In this example we will store a _checkpoint_ every 15 minutes, and keep only 3 _checkpoints_.
```
python3 train.py \
--train_files stt-data/cv-corpus-6.1-2020-12-11/id/clips/train.csv \
--dev_files stt-data/cv-corpus-6.1-2020-12-11/id/clips/dev.csv \
--test_files stt-data/cv-corpus-6.1-2020-12-11/id/clips/test.csv \
--checkpoint_dir stt-data/checkpoints \
--checkpoint_secs 1800 \
--max_to_keep 3
```
**Do not run this yet**
##### Different checkpoints for loading and saving
In some cases, you may wish to _load_ _checkpoints_ from one location, but _save_ _checkpoints_ to another location - for example if you are doing fine tuning or transfer learning.
* `--load_checkpoint_dir` specifies the directory to load _checkpoints_ from.
* `--save_checkpoint_dir` specifies the directory to save _checkpoints_ to.

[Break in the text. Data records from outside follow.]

/// Outbound mail seam
///
/// Email delivery is an external collaborator: the application only needs
/// two messages (password-reset link, admin-created account credentials),
/// so the seam is a small trait object injected into the server state.
/// The default implementation logs instead of sending, which is what
/// development and tests use; a real transport implements the same trait.

use async_trait::async_trait;

/// Error type for mail delivery
#[derive(Debug, thiserror::Error)]
pub enum MailError {
    /// Transport-level failure
    #[error("Failed to deliver mail: {0}")]
    DeliveryError(String),
}

/// Outbound transactional mail
#[async_trait]
pub trait Mailer: Send + Sync {
    /// Sends a password-reset link containing the raw reset credential
    async fn send_password_reset(&self, to: &str, token: &str) -> Result<(), MailError>;

    /// Sends login instructions with a generated temporary password
    async fn send_temporary_password(&self, to: &str, password: &str) -> Result<(), MailError>;
}

/// Mailer that logs instead of delivering
///
/// Used in development and tests. The reset token is logged at debug so a
/// developer can complete the flow locally without an SMTP server.
#[derive(Debug, Default, Clone)]
pub struct LogMailer;

#[async_trait]
impl Mailer for LogMailer {
    async fn send_password_reset(&self, to: &str, token: &str) -> Result<(), MailError> {
        tracing::info!(to, "Password reset requested");
        tracing::debug!(to, token, "Reset link (log transport)");
        Ok(())
    }

    async fn send_temporary_password(&self, to: &str, password: &str) -> Result<(), MailError> {
        tracing::info!(to, "Temporary password issued");
        tracing::debug!(to, password, "Temporary credentials (log transport)");
        Ok(())
    }
}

In this example we will store a _checkpoint_ every 15 minutes, and keep only 3 _checkpoints_.
```
python3 train.py \
--train_files stt-data/cv-corpus-6.1-2020-12-11/id/clips/train.csv \
--dev_files stt-data/cv-corpus-6.1-2020-12-11/id/clips/dev.csv \
--test_files stt-data/cv-corpus-6.1-2020-12-11/id/clips/test.csv \
--load_checkpoint_dir stt-data/checkpoints-to-train-from \
--save_checkpoint_dir stt-data/checkpoints-to-save-to
```
**Do not run this yet**
### Specifying the directory that the trained model should be exported to
Again, because we have our [training environment](ENVIRONMENT.md) configured to use Docker, we must ensure that our trained model is stored in the directory used by the _bind mount_, so that it _persists_ in the event of failure of the Docker container.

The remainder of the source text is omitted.